Even though the bill enjoys wide support and has been deemed progressive by all parties, Mr Modi’s government has come under criticism because, while it did not clear the bill in scores of parliament sessions since he came to power in 2014, it has been accused of doing so now, with less than a year to go for national elections.
Once the bill gets cleared by the parliament’s upper and lower houses and is assented to by the president, it will become a law – only to be put on hold until India’s next census.
The bill has been pending clearance for over 15 years and was first introduced by the coalition government of Mr Modi’s predecessor Manmohan Singh in 2008. It never reached the parliament’s lower house for consideration and was used as a major poll plank by Mr Modi.
However, his government did not clear the bill in dozens of parliament sessions once he became prime minister in 2014.

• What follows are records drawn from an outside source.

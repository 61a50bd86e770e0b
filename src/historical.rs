//! Historical characters and their category indicator

use crate::compact_tlv::{CompactTlv, CATEGORY_STATUS_APPENDED, CATEGORY_STATUS_IN_TLV};
use crate::error::{AtrError, ParseError, Result};
use crate::tlv::Interpreted;
use tracing::warn;

/// Category indicator for a DIR data reference
pub const CATEGORY_DIR_DATA_REFERENCE: u8 = 0x10;

/// Which interpretation the category indicator selects
#[derive(Debug, Clone, Copy, PartialEq, Eq, Hash)]
#[cfg_attr(feature = "serde", derive(serde::Serialize, serde::Deserialize))]
pub enum HistoricalKind {
    None,
    CompactTlv,
    DirDataReference,
    Proprietary,
    Rfu,
    /// The bytes did not decode under the kind the category selects
    Invalid,
}

impl HistoricalKind {
    /// Kind selected by the category indicator alone
    pub fn classify(bytes: &[u8]) -> Self {
        match bytes.first() {
            None => HistoricalKind::None,
            Some(&(CATEGORY_STATUS_APPENDED | CATEGORY_STATUS_IN_TLV)) => HistoricalKind::CompactTlv,
            Some(&CATEGORY_DIR_DATA_REFERENCE) => HistoricalKind::DirDataReference,
            Some(0x81..=0x8F) => HistoricalKind::Rfu,
            Some(_) => HistoricalKind::Proprietary,
        }
    }
}

impl std::fmt::Display for HistoricalKind {
    fn fmt(&self, f: &mut std::fmt::Formatter<'_>) -> std::fmt::Result {
        let name = match self {
            HistoricalKind::None => "none",
            HistoricalKind::CompactTlv => "compact-TLV",
            HistoricalKind::DirDataReference => "DIR data reference",
            HistoricalKind::Proprietary => "proprietary",
            HistoricalKind::Rfu => "RFU",
            HistoricalKind::Invalid => "invalid",
        };
        write!(f, "{}", name)
    }
}

/// Interpreted historical characters
///
/// Exactly one interpretation applies at a time; bytes that fail to decode
/// under the kind their category selects become [`HistoricalCharacters::Invalid`].
#[derive(Debug, Clone, PartialEq, Eq)]
#[cfg_attr(feature = "serde", derive(serde::Serialize, serde::Deserialize))]
pub enum HistoricalCharacters {
    None,
    CompactTlv(CompactTlv),
    DirDataReference(u8),
    /// Category 0x01..=0x0F, 0x11..=0x7F or 0x90..=0xFF, content not interpreted
    Proprietary { category: u8, data: Vec<u8> },
    /// Category 0x81..=0x8F
    Rfu { category: u8, data: Vec<u8> },
    Invalid {
        bytes: Vec<u8>,
        attempted: HistoricalKind,
        error: ParseError,
    },
}

impl HistoricalCharacters {
    /// Interpret raw historical characters
    pub fn parse(bytes: &[u8]) -> Self {
        let kind = HistoricalKind::classify(bytes);
        let parsed = match kind {
            HistoricalKind::None => Ok(HistoricalCharacters::None),
            HistoricalKind::CompactTlv => CompactTlv::decode(bytes).map(HistoricalCharacters::CompactTlv),
            HistoricalKind::DirDataReference => match bytes {
                [_, reference] => Ok(HistoricalCharacters::DirDataReference(*reference)),
                _ => Err(ParseError::new(
                    format!(
                        "DIR data reference is one byte after the category, got {}",
                        bytes.len() - 1
                    ),
                    bytes.len().min(2),
                )),
            },
            HistoricalKind::Rfu => Ok(HistoricalCharacters::Rfu {
                category: bytes[0],
                data: bytes[1..].to_vec(),
            }),
            HistoricalKind::Proprietary | HistoricalKind::Invalid => {
                Ok(HistoricalCharacters::Proprietary {
                    category: bytes[0],
                    data: bytes[1..].to_vec(),
                })
            }
        };

        parsed.unwrap_or_else(|error| {
            warn!(%kind, %error, "historical characters did not decode");
            HistoricalCharacters::Invalid {
                bytes: bytes.to_vec(),
                attempted: kind,
                error,
            }
        })
    }

    /// Minimal valid content for a kind
    pub fn default_for(kind: HistoricalKind) -> Result<Self> {
        match kind {
            HistoricalKind::None => Ok(HistoricalCharacters::None),
            HistoricalKind::CompactTlv => Ok(HistoricalCharacters::CompactTlv(CompactTlv::new())),
            HistoricalKind::DirDataReference => Ok(HistoricalCharacters::DirDataReference(0x00)),
            HistoricalKind::Proprietary => Ok(HistoricalCharacters::Proprietary {
                category: 0x01,
                data: Vec::new(),
            }),
            HistoricalKind::Rfu => Ok(HistoricalCharacters::Rfu {
                category: 0x81,
                data: Vec::new(),
            }),
            HistoricalKind::Invalid => Err(AtrError::invalid_operation(
                "Historical characters cannot be switched to the invalid kind",
            )),
        }
    }

    pub fn kind(&self) -> HistoricalKind {
        match self {
            HistoricalCharacters::None => HistoricalKind::None,
            HistoricalCharacters::CompactTlv(_) => HistoricalKind::CompactTlv,
            HistoricalCharacters::DirDataReference(_) => HistoricalKind::DirDataReference,
            HistoricalCharacters::Proprietary { .. } => HistoricalKind::Proprietary,
            HistoricalCharacters::Rfu { .. } => HistoricalKind::Rfu,
            HistoricalCharacters::Invalid { .. } => HistoricalKind::Invalid,
        }
    }

    pub fn compact_tlv(&self) -> Option<&CompactTlv> {
        match self {
            HistoricalCharacters::CompactTlv(tlv) => Some(tlv),
            _ => None,
        }
    }

    pub fn parse_error(&self) -> Option<&ParseError> {
        match self {
            HistoricalCharacters::Invalid { error, .. } => Some(error),
            _ => None,
        }
    }

    /// Encode back to historical characters, including the category byte
    pub fn encode(&self) -> Result<Vec<u8>> {
        match self {
            HistoricalCharacters::None => Ok(Vec::new()),
            HistoricalCharacters::CompactTlv(tlv) => tlv.encode(),
            HistoricalCharacters::DirDataReference(reference) => {
                Ok(vec![CATEGORY_DIR_DATA_REFERENCE, *reference])
            }
            HistoricalCharacters::Proprietary { category, data } => {
                if HistoricalKind::classify(&[*category]) != HistoricalKind::Proprietary {
                    return Err(AtrError::invalid_parameter(format!(
                        "Category 0x{:02X} is not proprietary",
                        category
                    )));
                }
                Ok(std::iter::once(*category).chain(data.iter().copied()).collect())
            }
            HistoricalCharacters::Rfu { category, data } => {
                if !(0x81..=0x8F).contains(category) {
                    return Err(AtrError::invalid_parameter(format!(
                        "Category 0x{:02X} is not reserved",
                        category
                    )));
                }
                Ok(std::iter::once(*category).chain(data.iter().copied()).collect())
            }
            HistoricalCharacters::Invalid { bytes, .. } => Ok(bytes.clone()),
        }
    }
}

impl Interpreted for HistoricalCharacters {
    fn is_applicable(&self) -> bool {
        !matches!(self, HistoricalCharacters::None | HistoricalCharacters::Invalid { .. })
    }

    fn raw_data(&self) -> Option<Vec<u8>> {
        self.encode().ok().filter(|bytes| !bytes.is_empty())
    }

    fn error_message(&self) -> Option<String> {
        self.parse_error().map(ToString::to_string)
    }
}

Sonia Gandhi, the Indian opposition leader from Congress, vowed unequivocal support to the bill and asked Mr Modi’s government to roll it out “as soon as possible”.
Ms Gandhi, a prominent opposition political leader, became the first lawmaker on Wednesday to initiate the debate.
“For how many years women will have to wait for a larger role in the parliament?” she asked.
“Women in India have made enormous sacrifices for the growth of India,” she said.
The opposition also accused Mr Modi’s ruling Bharatiya Janata Party of hurriedly tabling and intending to implement the bill ahead of critical national elections next year where he is facing a united opposition.
The opposition Congress party, in a post on X, referred to the current discussions on the bill, as “jumla”, a Hindi word that has acquired the political meaning of being a “u-turn” or empty statement made to gain political clout.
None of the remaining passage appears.